Famed distillery The Macallan and legendary crystal artisan Lalique have produced a one-of-a-kind decanter, created by the ancient ‘cire perdue’ or ‘lost wax’ method, holding the oldest and rarest Macallan ever bottled. Christened, The Macallan in Lalique Cire Perdue decanter contains a 64 years old Macallan single malt whiskey, the oldest and rarest Macallan ever bottled by the famed distillery.
The Macallan in Lalique Cire Perdue decanter, created to celebrate the 150th René Lalique’s birth, will be auctioned off by Sotheby’s on November 15, 2010 in New York. All proceeds from the sale, which is expected to top $75,000, will be donated to charity: water, a non-profit organization bringing clean and safe drinking water to people in developing nations.
A rare brew from the famed distillery, it boasts of a lovely rich oak color, and notes of peat smoke, dried orange peel, muscovado sugar and cedar wood, mixed with spicy cinnamon sticks and cloves tease the nose. The taste is spicy, blood oranges, rosin, treacle, walnuts, cocoa chocolate and peat smoke while the finish is soft, smooth and spicy, with lingering peats and dark chocolate.

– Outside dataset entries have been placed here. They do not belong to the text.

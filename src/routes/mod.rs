//! Route handlers. Each takes the raw query (GET) or body (POST) and returns
//! an HTML fragment.

pub mod card;
pub mod settings;
pub mod util;
//! Runtime configuration for rendering and export.
//!
//! Defaults match the stock card: 2x upscale on a white background after a
//! 300ms settle. The page may push a JSON override through `POST /api/config`;
//! missing fields fall back to their defaults.

use serde::Deserialize;

use crate::error::{Error, Result};

#[derive(Debug, Clone, PartialEq, Deserialize)]
#[serde(default)]
pub struct CardConfig {
    /// Upscale factor handed to the rasterizer.
    pub export_scale: f64,
    /// Opaque background fill for the exported bitmap.
    pub export_background: String,
    /// Wait between entering capture mode and rasterizing.
    pub settle_delay_ms: u32,
    /// Filename stem used when no character name is entered.
    pub fallback_filename: String,
    /// Whether lock toggles render and partial reshuffles honor them.
    pub locks_enabled: bool,
}

impl Default for CardConfig {
    fn default() -> Self {
        Self {
            export_scale: 2.0,
            export_background: "#ffffff".to_string(),
            settle_delay_ms: 300,
            fallback_filename: "interview".to_string(),
            locks_enabled: true,
        }
    }
}

impl CardConfig {
    /// Parse and validate a JSON config document.
    pub fn from_json(json: &str) -> Result<Self> {
        let config: CardConfig =
            serde_json::from_str(json).map_err(|e| Error::InvalidConfig(e.to_string()))?;
        config.validate()?;
        Ok(config)
    }

    pub fn validate(&self) -> Result<()> {
        if !self.export_scale.is_finite() || self.export_scale <= 0.0 || self.export_scale > 8.0 {
            return Err(Error::InvalidConfig(format!(
                "export_scale must be in (0, 8], got {}",
                self.export_scale
            )));
        }
        if !is_hex_color(&self.export_background) {
            return Err(Error::InvalidConfig(format!(
                "export_background must be #rgb or #rrggbb, got {:?}",
                self.export_background
            )));
        }
        if self.fallback_filename.trim().is_empty() {
            return Err(Error::InvalidConfig(
                "fallback_filename must not be empty".to_string(),
            ));
        }
        Ok(())
    }
}

fn is_hex_color(s: &str) -> bool {
    match s.strip_prefix('#') {
        Some(hex) => (hex.len() == 3 || hex.len() == 6) && hex.bytes().all(|b| b.is_ascii_hexdigit()),
        None => false,
    }
}

#[cfg(test)]
mod tests {
    use super::*;

    #[test]
    fn defaults_match_stock_export() {
        let c = CardConfig::default();
        assert_eq!(c.export_scale, 2.0);
        assert_eq!(c.export_background, "#ffffff");
        assert_eq!(c.settle_delay_ms, 300);
        assert_eq!(c.fallback_filename, "interview");
        assert!(c.locks_enabled);
    }

    #[test]
    fn partial_json_keeps_defaults() {
        let c = CardConfig::from_json(r#"{"locks_enabled": false}"#).unwrap();
        assert!(!c.locks_enabled);
        assert_eq!(c.export_scale, 2.0);
        assert_eq!(c.settle_delay_ms, 300);
    }

    #[test]
    fn rejects_bad_background() {
        let err = CardConfig::from_json(r#"{"export_background": "white"}"#).unwrap_err();
        assert!(matches!(err, Error::InvalidConfig(_)));
    }

    #[test]
    fn rejects_out_of_range_scale() {
        assert!(CardConfig::from_json(r#"{"export_scale": 0}"#).is_err());
        assert!(CardConfig::from_json(r#"{"export_scale": 12.5}"#).is_err());
        assert!(CardConfig::from_json(r##"{"export_scale": 3, "export_background": "#000"}"##).is_ok());
    }

    #[test]
    fn rejects_malformed_json() {
        assert!(CardConfig::from_json("{not json").is_err());
    }
}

The decanter is based upon a ship’s decanter of the 1820s, the decade in which The Macallan was founded, and features a beautifully engraved panorama of The Macallan estate by the river Spey. The lost wax process is an ancient practice originally developed to cast large pieces in bronze. After first modeling a piece in wax, it is covered with plaster and then sent to the oven to bake the clay while the wax melts. Finally, molten crystal is poured in the emptied shape.
For the next eight months, The Macallan in Lalique Cire Perdue decanter will travel around the world from Paris to New York via Madrid, London, Moscow, Seoul, Hong Kong, Johannesburg, Taipei, Shanghai, Singapore and Tokyo. The Cire Perdue decanter was designed and painstakingly hand crafted by Lalique exclusively for The Macallan, inspired by the beauty of The Macallan’s 150 hectare estate in north-eastern Scotland.